English has become the defacto lingua franca. I’d argue that Esperanto is less accessible than English, because barely anyone knowns it.

[–] Cyno@programming.dev 8 points 1 year ago (1 children)

I agree completely. The discussion was what we replace English with however.

I'm not in favor of replacing English, I'm just saying if we want an alterantive I don't want it to be a nation-specific language again, so to speak.

[–] Miaou@jlai.lu 1 points 1 year ago (1 children)

The problem with Esperanto is that it's still very euro centric. I might nonetheless be willing to learn it, just because I get a kick out of watching native English speakers trying to speak a foreign language

[–] senloke@lemmy.blahaj.zone 1 points 1 year ago

Esperanto is eurocentric, because it's international. Because romance languages where made by colonialism of the roman empire. The argument goes of "equality". Thinking the other way around would be that asiatic languages colonized the world, then Esperanto would be based on asiatic languages.

Esperanto is a pragmatic language, not a "totally neutral" language. If you design a language to be "totally neutral" then parts would be distributed differently. How to chose which vocabulary of languages should be used often?

So using romance languages is a pragmatic solution to this. Through usage words can be added or fall out of use, all that is allowed in Esperanto and which can make the language out of colonialism in the future more egalitarian.

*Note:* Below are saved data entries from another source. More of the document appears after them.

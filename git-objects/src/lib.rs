//! The content-addressed object model: blobs, trees, commit records and
//! snapshots hashed the way git hashes them, so identical file states always
//! produce identical ids no matter how they were ingested.

use std::{
    collections::BTreeMap,
    fmt::{Debug, Display},
    os::unix::prelude::{OsStrExt, PermissionsExt},
    path::{Path, PathBuf},
};

use chrono::{DateTime, Utc};
use sha1::{Digest, Sha1};
use thiserror::Error;

#[derive(Debug, Error)]
pub enum Error {
    #[error(transparent)]
    Io(#[from] std::io::Error),

    #[error("cannot scan {path}: unsupported file type")]
    UnsupportedFileType { path: PathBuf },
}

/// A 20-byte object id, displayed in hex.
#[derive(Clone, Copy, PartialEq, Eq, PartialOrd, Ord, Hash)]
pub struct ObjectId([u8; 20]);

impl ObjectId {
    pub fn as_bytes(&self) -> &[u8; 20] {
        &self.0
    }
}

impl Display for ObjectId {
    fn fmt(&self, f: &mut std::fmt::Formatter<'_>) -> std::fmt::Result {
        for byte in &self.0 {
            write!(f, "{:02x}", byte)?;
        }
        Ok(())
    }
}

impl Debug for ObjectId {
    fn fmt(&self, f: &mut std::fmt::Formatter<'_>) -> std::fmt::Result {
        write!(f, "ObjectId({})", self)
    }
}

/// Hashes an object payload under its kind header, `<kind> <len>\0<payload>`.
pub fn hash_object(kind: &str, payload: &[u8]) -> ObjectId {
    let mut hasher = Sha1::new();
    hasher.update(kind.as_bytes());
    hasher.update(b" ");
    hasher.update(payload.len().to_string().as_bytes());
    hasher.update(b"\0");
    hasher.update(payload);
    ObjectId(hasher.finalize().into())
}

/// A file's bytes plus their blob id.
#[derive(Debug, Clone)]
pub struct Content {
    pub id: ObjectId,
    pub data: Vec<u8>,
}

impl Content {
    pub fn from_bytes(data: Vec<u8>) -> Self {
        Self {
            id: hash_object("blob", &data),
            data,
        }
    }
}

/// A blob that was hashed but whose data is withheld, typically for exceeding
/// the maximum content size.
#[derive(Debug, Clone)]
pub struct SkippedContent {
    pub id: ObjectId,
    pub path: PathBuf,
    pub length: u64,
    pub reason: String,
}

#[derive(Debug, Clone, Copy, PartialEq, Eq)]
pub enum EntryMode {
    Normal,
    Executable,
    Symlink,
    Directory,
}

impl EntryMode {
    fn as_bytes(self) -> &'static [u8] {
        match self {
            EntryMode::Normal => b"100644",
            EntryMode::Executable => b"100755",
            EntryMode::Symlink => b"120000",
            EntryMode::Directory => b"40000",
        }
    }

    pub fn is_directory(self) -> bool {
        self == EntryMode::Directory
    }
}

#[derive(Debug, Clone)]
pub struct DirectoryEntry {
    pub mode: EntryMode,
    pub name: Vec<u8>,
    pub target: ObjectId,
}

/// A directory (git tree) with its id.
#[derive(Debug, Clone)]
pub struct Directory {
    pub id: ObjectId,
    pub entries: Vec<DirectoryEntry>,
}

impl Directory {
    /// Builds a directory from its entries, sorting them canonically and
    /// computing the tree id.
    pub fn new(mut entries: Vec<DirectoryEntry>) -> Self {
        // git's tree order compares names as if directories carried a
        // trailing slash.
        entries.sort_by(|a, b| {
            let key = |entry: &DirectoryEntry| {
                let mut name = entry.name.clone();
                if entry.mode.is_directory() {
                    name.push(b'/');
                }
                name
            };
            key(a).cmp(&key(b))
        });

        let mut payload = Vec::new();
        for entry in &entries {
            payload.extend_from_slice(entry.mode.as_bytes());
            payload.push(b' ');
            payload.extend_from_slice(&entry.name);
            payload.push(b'\0');
            payload.extend_from_slice(entry.target.as_bytes());
        }

        Self {
            id: hash_object("tree", &payload),
            entries,
        }
    }
}

/// An author or committer identity, kept as an opaque byte string.
#[derive(Debug, Clone, PartialEq, Eq)]
pub struct Person {
    pub fullname: Vec<u8>,
}

impl Person {
    pub fn from_fullname<B: Into<Vec<u8>>>(fullname: B) -> Self {
        Self {
            fullname: fullname.into(),
        }
    }
}

/// A synthetic commit record.
///
/// The id hashes the git commit manifest: tree, parents, identities with a
/// UTC timestamp, and the message. The type tag and synthetic flag are
/// metadata for the sink, not part of the hash.
#[derive(Debug, Clone)]
pub struct Commit {
    pub id: ObjectId,
    pub tree: ObjectId,
    pub parents: Vec<ObjectId>,
    pub author: Person,
    pub committer: Person,
    pub date: DateTime<Utc>,
    pub message: Vec<u8>,
    pub kind: &'static str,
    pub synthetic: bool,
}

impl Commit {
    pub fn new(
        tree: ObjectId,
        parent: Option<ObjectId>,
        author: Person,
        date: DateTime<Utc>,
        message: Vec<u8>,
    ) -> Self {
        let parents: Vec<ObjectId> = parent.into_iter().collect();

        let mut payload = Vec::new();
        payload.extend_from_slice(format!("tree {}\n", tree).as_bytes());
        for parent in &parents {
            payload.extend_from_slice(format!("parent {}\n", parent).as_bytes());
        }
        for role in &[&b"author"[..], &b"committer"[..]] {
            payload.extend_from_slice(role);
            payload.push(b' ');
            payload.extend_from_slice(&author.fullname);
            payload.extend_from_slice(format!(" {} +0000\n", date.timestamp()).as_bytes());
        }
        payload.push(b'\n');
        payload.extend_from_slice(&message);

        Self {
            id: hash_object("commit", &payload),
            tree,
            parents,
            committer: author.clone(),
            author,
            date,
            message,
            kind: "CVS",
            synthetic: true,
        }
    }
}

#[derive(Debug, Clone, Copy, PartialEq, Eq)]
pub enum TargetKind {
    Revision,
}

impl TargetKind {
    fn as_str(self) -> &'static str {
        match self {
            TargetKind::Revision => "revision",
        }
    }
}

#[derive(Debug, Clone)]
pub struct SnapshotBranch {
    pub target_kind: TargetKind,
    pub target: ObjectId,
}

/// A named view of branch heads, hashed over its sorted branch list.
#[derive(Debug, Clone)]
pub struct Snapshot {
    pub id: ObjectId,
    pub branches: BTreeMap<Vec<u8>, SnapshotBranch>,
}

impl Snapshot {
    pub fn new(branches: BTreeMap<Vec<u8>, SnapshotBranch>) -> Self {
        let mut payload = Vec::new();
        for (name, branch) in &branches {
            payload.extend_from_slice(branch.target_kind.as_str().as_bytes());
            payload.push(b' ');
            payload.extend_from_slice(name);
            payload.push(b'\0');
            payload.extend_from_slice(branch.target.as_bytes());
        }

        Self {
            id: hash_object("snapshot", &payload),
            branches,
        }
    }
}

/// Everything new that hashing a working tree produced.
#[derive(Debug)]
pub struct ScanResult {
    pub root: ObjectId,
    pub contents: Vec<Content>,
    pub skipped: Vec<SkippedContent>,
    pub directories: Vec<Directory>,
}

/// Hashes a working tree from disk, bottom up.
///
/// Empty directories are kept: a deletion can empty a directory mid-history,
/// and the tree hash has to reflect that state.
pub fn scan_directory(root: &Path, max_content_size: Option<u64>) -> Result<ScanResult, Error> {
    let mut result = ScanResult {
        root: hash_object("tree", b""),
        contents: Vec::new(),
        skipped: Vec::new(),
        directories: Vec::new(),
    };
    let root = scan_into(root, max_content_size, &mut result)?;
    result.root = root;
    Ok(result)
}

fn scan_into(
    dir: &Path,
    max_content_size: Option<u64>,
    result: &mut ScanResult,
) -> Result<ObjectId, Error> {
    let mut entries = Vec::new();

    let mut names: Vec<_> = std::fs::read_dir(dir)?
        .collect::<Result<Vec<_>, _>>()?
        .into_iter()
        .map(|entry| entry.path())
        .collect();
    names.sort();

    for path in names {
        let name = match path.file_name() {
            Some(name) => name.as_bytes().to_vec(),
            None => continue,
        };
        let metadata = std::fs::symlink_metadata(&path)?;
        let file_type = metadata.file_type();

        if file_type.is_dir() {
            let target = scan_into(&path, max_content_size, result)?;
            entries.push(DirectoryEntry {
                mode: EntryMode::Directory,
                name,
                target,
            });
        } else if file_type.is_symlink() {
            let target = std::fs::read_link(&path)?;
            let content = Content::from_bytes(target.as_os_str().as_bytes().to_vec());
            entries.push(DirectoryEntry {
                mode: EntryMode::Symlink,
                name,
                target: content.id,
            });
            result.contents.push(content);
        } else if file_type.is_file() {
            let data = std::fs::read(&path)?;
            let mode = if metadata.permissions().mode() & 0o111 != 0 {
                EntryMode::Executable
            } else {
                EntryMode::Normal
            };

            let content = Content::from_bytes(data);
            entries.push(DirectoryEntry {
                mode,
                name,
                target: content.id,
            });

            match max_content_size {
                Some(max) if (content.data.len() as u64) > max => {
                    log::debug!(
                        "skipping {} ({} bytes over the {} byte limit)",
                        path.display(),
                        content.data.len(),
                        max
                    );
                    result.skipped.push(SkippedContent {
                        id: content.id,
                        path: path.clone(),
                        length: content.data.len() as u64,
                        reason: format!("content exceeds {} bytes", max),
                    });
                }
                _ => result.contents.push(content),
            }
        } else {
            return Err(Error::UnsupportedFileType { path });
        }
    }

    let directory = Directory::new(entries);
    let id = directory.id;
    result.directories.push(directory);
    Ok(id)
}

But it's ignorant to ignore Esperanto at all and morally vilifying it as "eurocentric therefore bad".

[–] senloke@lemmy.blahaj.zone 0 points 1 year ago* (last edited 1 year ago)

Every book is not "accessible", when it's not even opened and willfully ignored of existing.

There is:

  • https://lernu.net
  • [https://esperanto12.net/en](Esperanto in 12 days)
  • [https://www.amazon.com/Complete-Esperanto-Learn-write-understand/dp/1473669189](Complete Esperanto)
  • [https://en.duolingo.com/course/eo/en/Learn-Esperanto](Duolingo Esperanto)

There are languages to which it's less accessible, but from the bigger ones, it's quiet accessible.

But if people don't open their eyes they don't see the forest in which they are standing.